Substrate locking promotes dimer-dimer docking of an enzyme antibiotic target

Matthew A Perugini; Sarah C Atkinson; Con Dogovski; Kathleen Wood; Michael D W Griffin; Michael A Gorman; Lilian
Hor; Cyril F Reboul; Ashley M Buckle; Joachim Wuttke; Michael W Parker; Renwick C J Dobson

doi:10.21767/2573-4466-C1-003

Substrate locking promotes dimer-dimer docking of an enzyme antibiotic target

EuroSciCon Congress on Enzymology and Molecular Biology
August 13-14, 2018 Paris ,France

Matthew A Perugini, Sarah C Atkinson, Con Dogovski, Kathleen Wood, Michael D W Griffin, Michael A Gorman, Lilian Hor, Cyril F Reboul, Ashley M Buckle, Joachim Wuttke, Michael W Parker and Renwick C J Dobson

La Trobe University, Melbourne, Australia Bio21 Institute, University of Melbourne, Victoria, Australia Monash University, Clayton, Australia Australian Nuclear Science & Technology Organisation, New South Wales, Australia St.
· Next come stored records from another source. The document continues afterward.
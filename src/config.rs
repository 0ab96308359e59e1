use serde::Deserialize;

#[derive(Debug, Clone, Deserialize)]
pub struct JwtConfig {
    pub secret: String,
    pub issuer: String,
    pub audience: String,
    pub ttl_minutes: i64,
    pub refresh_ttl_minutes: i64,
}

/// Credentials for the bootstrap admin account created at startup.
#[derive(Debug, Clone, Deserialize)]
pub struct AdminConfig {
    pub name: String,
    pub email: String,
    pub password: String,
}

#[derive(Debug, Clone, Deserialize)]
pub struct AppConfig {
    pub database_url: String,
    pub jwt: JwtConfig,
    pub admin: AdminConfig,
    /// Fixed offset used when formatting stored UTC timestamps for display,
    /// e.g. "+05:30".
    pub display_offset: String,
}

impl AppConfig {
    pub fn from_env() -> anyhow::Result<Self> {
        let database_url = std::env::var("DATABASE_URL")?;
        let jwt = JwtConfig {
            secret: std::env::var("JWT_SECRET")?,
            issuer: std::env::var("JWT_ISSUER").unwrap_or_else(|_| "parkwise".into()),
            audience: std::env::var("JWT_AUDIENCE").unwrap_or_else(|_| "parkwise-users".into()),
            ttl_minutes: std::env::var("JWT_TTL_MINUTES")
                .ok()
                .and_then(|v| v.parse::<i64>().ok())
                .unwrap_or(60),
            refresh_ttl_minutes: std::env::var("JWT_REFRESH_TTL_MINUTES")
                .ok()
                .and_then(|v| v.parse::<i64>().ok())
                .unwrap_or(60 * 24 * 14),
        };
        let admin = AdminConfig {
            name: std::env::var("ADMIN_NAME").unwrap_or_else(|_| "Admin".into()),
            email: std::env::var("ADMIN_EMAIL").unwrap_or_else(|_| "admin@parking.com".into()),
            password: std::env::var("ADMIN_PASSWORD").unwrap_or_else(|_| "admin123".into()),
        };
        let display_offset =
            std::env::var("DISPLAY_UTC_OFFSET").unwrap_or_else(|_| "+05:30".into());
        Ok(Self {
            database_url,
            jwt,
            admin,
            display_offset,
        })
    }
}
Vincents Institute of Medical Research, Victoria, Australia JCNS-Heinz Maier-Leibnitz Zentrum (MLZ), Forschungszentrum Juelich GmbH, Garching, Germany University of Canterbury, Christchurch, New Zealand

Posters & Accepted Abstracts: Insights Enzyme Res

DOI: 10.21767/2573-4466-C1-003

Abstract

Protein dynamics manifested through structural flexibility play a central role in the function of biological molecules. Here we explore the substrate-mediated change in protein flexibility of an enzyme antibiotic target, Clostridium botulinum dihydrodipicolinate synthase (DHDPS). We demonstrate that the substrate, pyruvate, stabilizes the more active dimer-of-dimers or tetrameric form of the enzyme. Surprisingly, there is little difference between the crystal structures of apo and substratebound DHDPS, suggesting protein dynamics may be important. Neutron and small angle X-ray scattering experiments were used to probe substrate-induced dynamics on the sub-second timescale, but no significant changes were observed. We have therefore developed a simple technique, coined Protein Dynamics-Mass Spectrometry (ProD-MS), which enables measurement of time-dependent alkylation of cysteine residues. ProD-MS together with X-ray crystallography and analytical ultracentrifugation analyses indicates that pyruvate locks the conformation of the dimer that promotes docking to the more active tetrameric form, offering new insight into ligand-mediated stabilization of multimeric enzymes.